Records from a collection:

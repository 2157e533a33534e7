//! Demographic categories and the two run selectors
//!
//! [`ComparisonMode`] picks the pair of groups being contrasted and
//! [`SizeThreshold`] picks the minimum district enrollment. Both are closed
//! sets; parsing anything else is an [`SegregationError::InvalidSelector`].

use std::fmt;
use std::str::FromStr;

use itertools::Itertools;
use serde::{Deserialize, Serialize};

use crate::error::SegregationError;

/// Demographic count columns carried by every school row
#[derive(Debug, Clone, Copy, PartialEq, Eq, Hash, PartialOrd, Ord, Serialize, Deserialize)]
pub enum DemographicCategory {
    Hispanic,
    White,
    Asian,
    Black,
    TotalEnrollment,
}

impl DemographicCategory {
    /// All categories in storage order
    pub const ALL: [Self; 5] = [
        Self::Hispanic,
        Self::White,
        Self::Asian,
        Self::Black,
        Self::TotalEnrollment,
    ];

    /// Position of the category in per-school count storage
    #[must_use]
    pub const fn index(self) -> usize {
        match self {
            Self::Hispanic => 0,
            Self::White => 1,
            Self::Asian => 2,
            Self::Black => 3,
            Self::TotalEnrollment => 4,
        }
    }

    /// Human-readable label
    #[must_use]
    pub const fn label(self) -> &'static str {
        match self {
            Self::Hispanic => "Hispanic",
            Self::White => "White",
            Self::Asian => "Asian",
            Self::Black => "Black",
            Self::TotalEnrollment => "Total",
        }
    }
}

impl fmt::Display for DemographicCategory {
    fn fmt(&self, f: &mut fmt::Formatter<'_>) -> fmt::Result {
        f.write_str(self.label())
    }
}

/// A closed set of options that can be chosen by identifier
pub trait Selector: Copy + Sized + 'static {
    /// Name of the selector used in messages
    const KIND: &'static str;

    /// Every variant, in menu order
    fn all() -> &'static [Self];

    /// Canonical identifier
    fn id(self) -> &'static str;

    /// Menu description
    fn description(self) -> &'static str;

    /// Comma separated list of accepted identifiers
    fn expected() -> String {
        Self::all().iter().map(|s| s.id()).join(", ")
    }

    /// Look up a variant by identifier
    ///
    /// Case-insensitive; `-` and `_` are interchangeable.
    fn parse_id(value: &str) -> Result<Self, SegregationError> {
        let normalized = value.trim().to_ascii_lowercase().replace('-', "_");
        Self::all()
            .iter()
            .copied()
            .find(|s| s.id() == normalized)
            .ok_or_else(|| SegregationError::InvalidSelector {
                kind: Self::KIND,
                value: value.to_string(),
                expected: Self::expected(),
            })
    }
}

/// How the two compared groups are formed from the category counts
#[derive(Debug, Clone, Copy, PartialEq, Eq)]
pub enum GroupSplit {
    /// Group A is the sum of the listed categories, group B is Total - A
    VersusRest(&'static [DemographicCategory]),
    /// Group A and group B are independent raw counts and may overlap
    Direct {
        group_a: DemographicCategory,
        group_b: DemographicCategory,
    },
}

/// Which pair of demographic groups is contrasted
#[derive(Debug, Clone, Copy, PartialEq, Eq, Hash, Serialize, Deserialize)]
pub enum ComparisonMode {
    #[serde(rename = "hispanic_v_non")]
    HispanicVsRest,
    #[serde(rename = "white_v_non")]
    WhiteVsRest,
    #[serde(rename = "asian_v_non")]
    AsianVsRest,
    #[serde(rename = "brown_v_non")]
    BlackHispanicVsRest,
    #[serde(rename = "asian_v_hispanic")]
    AsianVsHispanic,
    #[serde(rename = "white_v_hispanic")]
    WhiteVsHispanic,
}

impl ComparisonMode {
    const VARIANTS: [Self; 6] = [
        Self::HispanicVsRest,
        Self::WhiteVsRest,
        Self::AsianVsRest,
        Self::BlackHispanicVsRest,
        Self::AsianVsHispanic,
        Self::WhiteVsHispanic,
    ];

    /// Group composition for this mode
    #[must_use]
    pub fn split(self) -> GroupSplit {
        use DemographicCategory::{Asian, Black, Hispanic, White};
        match self {
            Self::HispanicVsRest => GroupSplit::VersusRest(&[Hispanic]),
            Self::WhiteVsRest => GroupSplit::VersusRest(&[White]),
            Self::AsianVsRest => GroupSplit::VersusRest(&[Asian]),
            Self::BlackHispanicVsRest => GroupSplit::VersusRest(&[Black, Hispanic]),
            Self::AsianVsHispanic => GroupSplit::Direct {
                group_a: Asian,
                group_b: Hispanic,
            },
            Self::WhiteVsHispanic => GroupSplit::Direct {
                group_a: White,
                group_b: Hispanic,
            },
        }
    }

    /// Categories that must hold valid counts for a school to be used
    ///
    /// Total enrollment is always required.
    #[must_use]
    pub fn required_categories(self) -> Vec<DemographicCategory> {
        let mut required = match self.split() {
            GroupSplit::VersusRest(group) => group.to_vec(),
            GroupSplit::Direct { group_a, group_b } => vec![group_a, group_b],
        };
        required.push(DemographicCategory::TotalEnrollment);
        required
    }

    /// Whether group B is derived as the remainder of the total
    #[must_use]
    pub fn is_partition(self) -> bool {
        matches!(self.split(), GroupSplit::VersusRest(_))
    }
}

impl Selector for ComparisonMode {
    const KIND: &'static str = "comparison mode";

    fn all() -> &'static [Self] {
        &Self::VARIANTS
    }

    fn id(self) -> &'static str {
        match self {
            Self::HispanicVsRest => "hispanic_v_non",
            Self::WhiteVsRest => "white_v_non",
            Self::AsianVsRest => "asian_v_non",
            Self::BlackHispanicVsRest => "brown_v_non",
            Self::AsianVsHispanic => "asian_v_hispanic",
            Self::WhiteVsHispanic => "white_v_hispanic",
        }
    }

    fn description(self) -> &'static str {
        match self {
            Self::HispanicVsRest => "Hispanic vs. all other students",
            Self::WhiteVsRest => "White vs. all other students",
            Self::AsianVsRest => "Asian vs. all other students",
            Self::BlackHispanicVsRest => "Black and Hispanic vs. all other students",
            Self::AsianVsHispanic => "Asian vs. Hispanic students",
            Self::WhiteVsHispanic => "White vs. Hispanic students",
        }
    }
}

impl FromStr for ComparisonMode {
    type Err = SegregationError;

    fn from_str(s: &str) -> Result<Self, Self::Err> {
        Self::parse_id(s)
    }
}

impl fmt::Display for ComparisonMode {
    fn fmt(&self, f: &mut fmt::Formatter<'_>) -> fmt::Result {
        f.write_str(self.id())
    }
}

/// Minimum total enrollment for a district to be ranked
#[derive(Debug, Clone, Copy, PartialEq, Eq, Hash, Serialize, Deserialize)]
#[serde(rename_all = "lowercase")]
pub enum SizeThreshold {
    Small,
    Medium,
    Large,
}

impl SizeThreshold {
    const VARIANTS: [Self; 3] = [Self::Small, Self::Medium, Self::Large];

    /// Enrollment cutoff (inclusive)
    #[must_use]
    pub const fn min_enrollment(self) -> u64 {
        match self {
            Self::Small => 2_000,
            Self::Medium => 5_000,
            Self::Large => 10_000,
        }
    }
}

impl Selector for SizeThreshold {
    const KIND: &'static str = "size threshold";

    fn all() -> &'static [Self] {
        &Self::VARIANTS
    }

    fn id(self) -> &'static str {
        match self {
            Self::Small => "small",
            Self::Medium => "medium",
            Self::Large => "large",
        }
    }

    fn description(self) -> &'static str {
        match self {
            Self::Small => "districts with at least 2,000 students",
            Self::Medium => "districts with at least 5,000 students",
            Self::Large => "districts with at least 10,000 students",
        }
    }
}

impl FromStr for SizeThreshold {
    type Err = SegregationError;

    fn from_str(s: &str) -> Result<Self, Self::Err> {
        Self::parse_id(s)
    }
}

impl fmt::Display for SizeThreshold {
    fn fmt(&self, f: &mut fmt::Formatter<'_>) -> fmt::Result {
        f.write_str(self.id())
    }
}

Task description >> Print out all the entries precisely as written.

Expected answer >>
repository 2157e533a33534e7
//! Demographic categories and the two run selectors
//!
//! [`ComparisonMode`] picks the pair of groups being contrasted and
//! [`SizeThreshold`] picks the minimum district enrollment. Both are closed
//! sets; parsing anything else is an [`SegregationError::InvalidSelector`].

use std::fmt;
use std::str::FromStr;

use itertools::Itertools;
use serde::{Deserialize, Serialize};

use crate::error::SegregationError;

/// Demographic count columns carried by every school row
#[derive(Debug, Clone, Copy, PartialEq, Eq, Hash, PartialOrd, Ord, Serialize, Deserialize)]
pub enum DemographicCategory {
    Hispanic,
    White,
    Asian,
    Black,
    TotalEnrollment,
}

impl DemographicCategory {
    /// All categories in storage order
    pub const ALL: [Self; 5] = [
        Self::Hispanic,
        Self::White,
        Self::Asian,
        Self::Black,
        Self::TotalEnrollment,
    ];

    /// Position of the category in per-school count storage
    #[must_use]
    pub const fn index(self) -> usize {
        match self {
            Self::Hispanic => 0,
            Self::White => 1,
            Self::Asian => 2,
            Self::Black => 3,
            Self::TotalEnrollment => 4,
        }
    }

    /// Human-readable label
    #[must_use]
    pub const fn label(self) -> &'static str {
        match self {
            Self::Hispanic => "Hispanic",
            Self::White => "White",
            Self::Asian => "Asian",
            Self::Black => "Black",
            Self::TotalEnrollment => "Total",
        }
    }
}

impl fmt::Display for DemographicCategory {
    fn fmt(&self, f: &mut fmt::Formatter<'_>) -> fmt::Result {
        f.write_str(self.label())
    }
}

/// A closed set of options that can be chosen by identifier
pub trait Selector: Copy + Sized + 'static {
    /// Name of the selector used in messages
    const KIND: &'static str;

    /// Every variant, in menu order
    fn all() -> &'static [Self];

    /// Canonical identifier
    fn id(self) -> &'static str;

    /// Menu description
    fn description(self) -> &'static str;

    /// Comma separated list of accepted identifiers
    fn expected() -> String {
        Self::all().iter().map(|s| s.id()).join(", ")
    }

    /// Look up a variant by identifier
    ///
    /// Case-insensitive; `-` and `_` are interchangeable.
    fn parse_id(value: &str) -> Result<Self, SegregationError> {
        let normalized = value.trim().to_ascii_lowercase().replace('-', "_");
        Self::all()
            .iter()
            .copied()
            .find(|s| s.id() == normalized)
            .ok_or_else(|| SegregationError::InvalidSelector {
                kind: Self::KIND,
                value: value.to_string(),
                expected: Self::expected(),
            })
    }
}

/// How the two compared groups are formed from the category counts
#[derive(Debug, Clone, Copy, PartialEq, Eq)]
pub enum GroupSplit {
    /// Group A is the sum of the listed categories, group B is Total - A
    VersusRest(&'static [DemographicCategory]),
    /// Group A and group B are independent raw counts and may overlap
    Direct {
        group_a: DemographicCategory,
        group_b: DemographicCategory,
    },
}

/// Which pair of demographic groups is contrasted
#[derive(Debug, Clone, Copy, PartialEq, Eq, Hash, Serialize, Deserialize)]
pub enum ComparisonMode {
    #[serde(rename = "hispanic_v_non")]
    HispanicVsRest,
    #[serde(rename = "white_v_non")]
    WhiteVsRest,
    #[serde(rename = "asian_v_non")]
    AsianVsRest,
    #[serde(rename = "brown_v_non")]
    BlackHispanicVsRest,
    #[serde(rename = "asian_v_hispanic")]
    AsianVsHispanic,
    #[serde(rename = "white_v_hispanic")]
    WhiteVsHispanic,
}

impl ComparisonMode {
    const VARIANTS: [Self; 6] = [
        Self::HispanicVsRest,
        Self::WhiteVsRest,
        Self::AsianVsRest,
        Self::BlackHispanicVsRest,
        Self::AsianVsHispanic,
        Self::WhiteVsHispanic,
    ];

    /// Group composition for this mode
    #[must_use]
    pub fn split(self) -> GroupSplit {
        use DemographicCategory::{Asian, Black, Hispanic, White};
        match self {
            Self::HispanicVsRest => GroupSplit::VersusRest(&[Hispanic]),
            Self::WhiteVsRest => GroupSplit::VersusRest(&[White]),
            Self::AsianVsRest => GroupSplit::VersusRest(&[Asian]),
            Self::BlackHispanicVsRest => GroupSplit::VersusRest(&[Black, Hispanic]),
            Self::AsianVsHispanic => GroupSplit::Direct {
                group_a: Asian,
                group_b: Hispanic,
            },
            Self::WhiteVsHispanic => GroupSplit::Direct {
                group_a: White,
                group_b: Hispanic,
            },
        }
    }

    /// Categories that must hold valid counts for a school to be used
    ///
    /// Total enrollment is always required.
    #[must_use]
    pub fn required_categories(self) -> Vec<DemographicCategory> {
        let mut required = match self.split() {
            GroupSplit::VersusRest(group) => group.to_vec(),
            GroupSplit::Direct { group_a, group_b } => vec![group_a, group_b],
        };
        required.push(DemographicCategory::TotalEnrollment);
        required
    }

    /// Whether group B is derived as the remainder of the total
    #[must_use]
    pub fn is_partition(self) -> bool {
        matches!(self.split(), GroupSplit::VersusRest(_))
    }
}

impl Selector for ComparisonMode {
    const KIND: &'static str = "comparison mode";

    fn all() -> &'static [Self] {
        &Self::VARIANTS
    }

    fn id(self) -> &'static str {
        match self {
            Self::HispanicVsRest => "hispanic_v_non",
            Self::WhiteVsRest => "white_v_non",
            Self::AsianVsRest => "asian_v_non",
            Self::BlackHispanicVsRest => "brown_v_non",
            Self::AsianVsHispanic => "asian_v_hispanic",
            Self::WhiteVsHispanic => "white_v_hispanic",
        }
    }

    fn description(self) -> &'static str {
        match self {
            Self::HispanicVsRest => "Hispanic vs. all other students",
            Self::WhiteVsRest => "White vs. all other students",
            Self::AsianVsRest => "Asian vs. all other students",
            Self::BlackHispanicVsRest => "Black and Hispanic vs. all other students",
            Self::AsianVsHispanic => "Asian vs. Hispanic students",
            Self::WhiteVsHispanic => "White vs. Hispanic students",
        }
    }
}

impl FromStr for ComparisonMode {
    type Err = SegregationError;

    fn from_str(s: &str) -> Result<Self, Self::Err> {
        Self::parse_id(s)
    }
}

impl fmt::Display for ComparisonMode {
    fn fmt(&self, f: &mut fmt::Formatter<'_>) -> fmt::Result {
        f.write_str(self.id())
    }
}

/// Minimum total enrollment for a district to be ranked
#[derive(Debug, Clone, Copy, PartialEq, Eq, Hash, Serialize, Deserialize)]
#[serde(rename_all = "lowercase")]
pub enum SizeThreshold {
    Small,
    Medium,
    Large,
}

impl SizeThreshold {
    const VARIANTS: [Self; 3] = [Self::Small, Self::Medium, Self::Large];

    /// Enrollment cutoff (inclusive)
    #[must_use]
    pub const fn min_enrollment(self) -> u64 {
        match self {
            Self::Small => 2_000,
            Self::Medium => 5_000,
            Self::Large => 10_000,
        }
    }
}

impl Selector for SizeThreshold {
    const KIND: &'static str = "size threshold";

    fn all() -> &'static [Self] {
        &Self::VARIANTS
    }

    fn id(self) -> &'static str {
        match self {
            Self::Small => "small",
            Self::Medium => "medium",
            Self::Large => "large",
        }
    }

    fn description(self) -> &'static str {
        match self {
            Self::Small => "districts with at least 2,000 students",
            Self::Medium => "districts with at least 5,000 students",
            Self::Large => "districts with at least 10,000 students",
        }
    }
}

impl FromStr for SizeThreshold {
    type Err = SegregationError;

    fn from_str(s: &str) -> Result<Self, Self::Err> {
        Self::parse_id(s)
    }
}

impl fmt::Display for SizeThreshold {
    fn fmt(&self, f: &mut fmt::Formatter<'_>) -> fmt::Result {
        f.write_str(self.id())
    }
}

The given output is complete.